(Records from a collection)
□ □ □ □
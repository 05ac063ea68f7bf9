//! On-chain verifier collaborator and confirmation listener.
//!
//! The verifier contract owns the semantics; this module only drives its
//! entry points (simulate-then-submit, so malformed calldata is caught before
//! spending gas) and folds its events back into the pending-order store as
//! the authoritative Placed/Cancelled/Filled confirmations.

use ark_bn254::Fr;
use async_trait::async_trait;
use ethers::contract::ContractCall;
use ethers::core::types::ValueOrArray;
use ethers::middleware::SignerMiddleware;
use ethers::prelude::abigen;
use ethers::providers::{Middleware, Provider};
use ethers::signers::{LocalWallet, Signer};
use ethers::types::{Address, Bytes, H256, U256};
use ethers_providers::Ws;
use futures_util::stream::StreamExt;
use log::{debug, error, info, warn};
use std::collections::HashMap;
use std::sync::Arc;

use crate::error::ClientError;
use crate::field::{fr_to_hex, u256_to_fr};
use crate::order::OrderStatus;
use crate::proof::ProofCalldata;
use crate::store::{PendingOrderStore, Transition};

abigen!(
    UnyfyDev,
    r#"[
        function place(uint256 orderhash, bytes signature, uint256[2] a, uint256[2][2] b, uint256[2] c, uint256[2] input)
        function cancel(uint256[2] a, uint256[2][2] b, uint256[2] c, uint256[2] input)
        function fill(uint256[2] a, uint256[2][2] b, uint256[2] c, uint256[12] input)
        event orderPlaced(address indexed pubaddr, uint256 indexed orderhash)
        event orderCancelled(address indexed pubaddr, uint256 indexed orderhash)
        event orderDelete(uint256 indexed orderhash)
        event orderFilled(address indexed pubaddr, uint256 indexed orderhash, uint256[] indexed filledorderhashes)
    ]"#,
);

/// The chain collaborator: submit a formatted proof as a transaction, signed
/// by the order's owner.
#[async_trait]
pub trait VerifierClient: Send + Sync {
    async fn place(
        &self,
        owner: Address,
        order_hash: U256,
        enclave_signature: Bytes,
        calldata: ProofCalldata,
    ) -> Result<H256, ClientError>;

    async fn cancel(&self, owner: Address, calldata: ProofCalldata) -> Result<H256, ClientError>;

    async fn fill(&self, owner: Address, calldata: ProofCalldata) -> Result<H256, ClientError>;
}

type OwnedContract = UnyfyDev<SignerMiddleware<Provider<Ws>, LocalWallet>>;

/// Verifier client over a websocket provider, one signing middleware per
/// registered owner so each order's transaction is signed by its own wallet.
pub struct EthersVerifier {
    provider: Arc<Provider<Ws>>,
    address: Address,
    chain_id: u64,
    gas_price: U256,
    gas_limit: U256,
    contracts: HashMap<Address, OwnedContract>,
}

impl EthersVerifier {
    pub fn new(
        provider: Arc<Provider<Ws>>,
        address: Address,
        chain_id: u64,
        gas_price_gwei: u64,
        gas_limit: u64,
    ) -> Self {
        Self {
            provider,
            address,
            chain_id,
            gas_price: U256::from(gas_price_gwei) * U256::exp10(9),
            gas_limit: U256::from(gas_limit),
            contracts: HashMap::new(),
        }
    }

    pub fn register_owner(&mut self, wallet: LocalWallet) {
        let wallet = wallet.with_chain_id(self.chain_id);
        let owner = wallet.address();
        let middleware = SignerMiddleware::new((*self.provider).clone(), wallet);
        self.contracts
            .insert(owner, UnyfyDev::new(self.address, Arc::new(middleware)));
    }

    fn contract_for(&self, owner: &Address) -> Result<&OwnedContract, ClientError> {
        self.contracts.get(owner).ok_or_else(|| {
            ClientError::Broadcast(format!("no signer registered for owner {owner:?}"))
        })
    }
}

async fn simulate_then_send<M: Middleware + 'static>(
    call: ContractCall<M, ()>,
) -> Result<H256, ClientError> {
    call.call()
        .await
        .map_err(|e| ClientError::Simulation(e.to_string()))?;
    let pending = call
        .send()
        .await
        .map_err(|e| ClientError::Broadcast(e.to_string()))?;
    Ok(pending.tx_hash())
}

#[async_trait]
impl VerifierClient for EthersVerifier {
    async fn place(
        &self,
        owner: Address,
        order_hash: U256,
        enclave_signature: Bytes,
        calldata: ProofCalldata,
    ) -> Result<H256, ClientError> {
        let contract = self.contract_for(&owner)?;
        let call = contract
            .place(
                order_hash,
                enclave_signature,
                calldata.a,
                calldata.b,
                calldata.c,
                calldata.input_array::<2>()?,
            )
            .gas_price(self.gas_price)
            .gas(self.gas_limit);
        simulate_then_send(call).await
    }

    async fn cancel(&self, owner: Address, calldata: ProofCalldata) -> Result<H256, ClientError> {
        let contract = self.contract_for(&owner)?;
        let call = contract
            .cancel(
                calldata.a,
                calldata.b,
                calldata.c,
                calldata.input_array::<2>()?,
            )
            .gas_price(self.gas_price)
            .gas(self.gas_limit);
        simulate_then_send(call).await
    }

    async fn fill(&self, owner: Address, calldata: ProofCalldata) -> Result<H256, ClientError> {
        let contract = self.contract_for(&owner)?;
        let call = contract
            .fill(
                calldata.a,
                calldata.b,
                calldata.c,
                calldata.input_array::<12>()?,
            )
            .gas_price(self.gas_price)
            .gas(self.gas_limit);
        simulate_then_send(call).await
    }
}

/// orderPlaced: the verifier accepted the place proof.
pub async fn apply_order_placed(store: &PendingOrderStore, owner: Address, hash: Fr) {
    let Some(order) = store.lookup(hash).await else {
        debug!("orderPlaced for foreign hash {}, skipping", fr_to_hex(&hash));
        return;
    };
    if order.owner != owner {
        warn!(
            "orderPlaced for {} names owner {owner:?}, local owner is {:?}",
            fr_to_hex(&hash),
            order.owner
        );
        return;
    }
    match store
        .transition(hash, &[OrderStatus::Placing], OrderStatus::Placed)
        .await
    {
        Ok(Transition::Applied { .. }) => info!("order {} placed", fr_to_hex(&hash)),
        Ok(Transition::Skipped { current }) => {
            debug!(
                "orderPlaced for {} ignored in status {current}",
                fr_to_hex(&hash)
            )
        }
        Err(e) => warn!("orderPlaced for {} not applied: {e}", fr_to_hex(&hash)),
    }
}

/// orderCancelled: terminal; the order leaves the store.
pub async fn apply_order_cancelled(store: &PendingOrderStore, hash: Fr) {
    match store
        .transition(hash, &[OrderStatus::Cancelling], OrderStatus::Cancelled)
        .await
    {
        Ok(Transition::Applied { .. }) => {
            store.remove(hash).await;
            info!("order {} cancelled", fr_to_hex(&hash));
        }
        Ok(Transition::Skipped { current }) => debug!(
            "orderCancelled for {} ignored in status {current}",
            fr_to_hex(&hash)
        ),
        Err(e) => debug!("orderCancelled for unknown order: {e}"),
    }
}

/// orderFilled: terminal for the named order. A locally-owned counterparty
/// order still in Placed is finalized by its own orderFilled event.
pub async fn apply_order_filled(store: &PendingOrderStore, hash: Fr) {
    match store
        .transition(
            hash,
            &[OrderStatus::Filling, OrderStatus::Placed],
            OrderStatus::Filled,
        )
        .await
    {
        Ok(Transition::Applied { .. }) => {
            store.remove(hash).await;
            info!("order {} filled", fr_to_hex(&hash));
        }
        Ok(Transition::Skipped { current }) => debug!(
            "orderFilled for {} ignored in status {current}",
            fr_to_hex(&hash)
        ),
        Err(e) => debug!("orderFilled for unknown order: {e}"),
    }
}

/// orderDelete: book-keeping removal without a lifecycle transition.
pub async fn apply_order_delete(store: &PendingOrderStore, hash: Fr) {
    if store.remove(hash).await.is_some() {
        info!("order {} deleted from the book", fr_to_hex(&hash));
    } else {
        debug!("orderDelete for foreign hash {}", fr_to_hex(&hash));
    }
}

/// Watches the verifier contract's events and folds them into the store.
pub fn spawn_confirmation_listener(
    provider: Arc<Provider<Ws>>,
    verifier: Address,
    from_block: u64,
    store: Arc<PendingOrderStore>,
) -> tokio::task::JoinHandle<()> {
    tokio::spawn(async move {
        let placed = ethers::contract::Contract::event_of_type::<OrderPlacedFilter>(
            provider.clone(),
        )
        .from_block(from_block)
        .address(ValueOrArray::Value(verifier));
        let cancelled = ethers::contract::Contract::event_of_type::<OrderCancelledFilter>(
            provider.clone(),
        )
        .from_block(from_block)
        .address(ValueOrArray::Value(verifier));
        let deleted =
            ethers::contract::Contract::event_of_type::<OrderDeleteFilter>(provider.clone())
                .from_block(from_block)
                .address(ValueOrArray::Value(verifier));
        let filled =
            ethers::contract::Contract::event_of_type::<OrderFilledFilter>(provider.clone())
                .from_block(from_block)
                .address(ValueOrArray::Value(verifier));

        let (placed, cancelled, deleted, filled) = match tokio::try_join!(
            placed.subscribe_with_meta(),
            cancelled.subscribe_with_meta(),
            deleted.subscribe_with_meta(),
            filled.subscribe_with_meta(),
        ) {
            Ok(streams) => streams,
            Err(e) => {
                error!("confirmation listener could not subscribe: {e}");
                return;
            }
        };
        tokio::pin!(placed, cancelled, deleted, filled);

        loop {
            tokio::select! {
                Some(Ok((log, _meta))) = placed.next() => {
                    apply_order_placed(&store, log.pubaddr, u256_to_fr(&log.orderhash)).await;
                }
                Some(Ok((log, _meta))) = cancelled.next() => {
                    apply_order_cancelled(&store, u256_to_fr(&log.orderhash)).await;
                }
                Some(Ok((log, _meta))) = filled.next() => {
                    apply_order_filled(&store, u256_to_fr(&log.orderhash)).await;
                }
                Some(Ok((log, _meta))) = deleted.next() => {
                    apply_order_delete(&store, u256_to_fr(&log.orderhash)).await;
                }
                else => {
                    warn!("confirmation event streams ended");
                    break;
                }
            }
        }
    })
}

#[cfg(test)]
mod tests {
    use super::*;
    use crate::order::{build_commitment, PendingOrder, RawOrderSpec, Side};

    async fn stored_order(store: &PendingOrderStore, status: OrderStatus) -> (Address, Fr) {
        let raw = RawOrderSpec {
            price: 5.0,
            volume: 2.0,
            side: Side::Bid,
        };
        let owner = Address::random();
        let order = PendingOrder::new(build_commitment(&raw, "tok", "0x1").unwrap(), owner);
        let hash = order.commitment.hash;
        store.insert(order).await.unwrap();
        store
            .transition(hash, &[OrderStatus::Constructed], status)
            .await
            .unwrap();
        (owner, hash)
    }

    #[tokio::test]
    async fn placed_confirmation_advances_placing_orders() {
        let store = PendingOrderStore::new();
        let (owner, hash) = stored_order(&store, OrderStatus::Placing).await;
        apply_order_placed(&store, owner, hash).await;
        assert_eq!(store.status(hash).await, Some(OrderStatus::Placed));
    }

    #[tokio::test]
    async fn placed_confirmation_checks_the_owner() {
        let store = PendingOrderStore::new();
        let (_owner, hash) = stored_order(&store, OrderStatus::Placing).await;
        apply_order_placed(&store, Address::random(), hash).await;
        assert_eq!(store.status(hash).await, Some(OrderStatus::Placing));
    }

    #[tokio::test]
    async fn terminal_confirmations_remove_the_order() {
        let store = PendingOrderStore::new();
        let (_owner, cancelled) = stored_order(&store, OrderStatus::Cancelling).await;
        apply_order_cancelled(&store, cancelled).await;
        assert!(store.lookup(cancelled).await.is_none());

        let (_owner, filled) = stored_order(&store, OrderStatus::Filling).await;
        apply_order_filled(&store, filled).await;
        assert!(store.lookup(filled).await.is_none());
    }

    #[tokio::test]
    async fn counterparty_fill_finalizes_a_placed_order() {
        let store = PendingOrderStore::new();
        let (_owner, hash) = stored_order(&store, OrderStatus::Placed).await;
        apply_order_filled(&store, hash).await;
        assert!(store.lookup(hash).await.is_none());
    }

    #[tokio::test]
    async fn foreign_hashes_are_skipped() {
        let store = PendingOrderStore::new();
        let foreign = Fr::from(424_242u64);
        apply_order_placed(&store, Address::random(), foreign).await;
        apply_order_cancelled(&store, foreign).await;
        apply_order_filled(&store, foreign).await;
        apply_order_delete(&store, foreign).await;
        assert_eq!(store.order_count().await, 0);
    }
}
□ □ □ □
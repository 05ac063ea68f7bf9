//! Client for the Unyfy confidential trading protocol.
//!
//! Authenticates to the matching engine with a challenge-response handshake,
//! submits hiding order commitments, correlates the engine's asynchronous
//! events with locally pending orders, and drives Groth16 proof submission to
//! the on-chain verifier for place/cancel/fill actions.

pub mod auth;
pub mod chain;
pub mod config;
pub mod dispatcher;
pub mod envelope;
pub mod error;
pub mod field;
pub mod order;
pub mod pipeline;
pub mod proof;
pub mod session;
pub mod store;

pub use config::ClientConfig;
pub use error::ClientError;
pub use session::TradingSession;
□ □ □ □
# What needs to be done
For the string "LocalWallet", search the preceding data and copy every line that includes it.

# Your response
use ethers::signers::{LocalWallet, Signer};
type OwnedContract = UnyfyDev<SignerMiddleware<Provider<Ws>, LocalWallet>>;
    pub fn register_owner(&mut self, wallet: LocalWallet) {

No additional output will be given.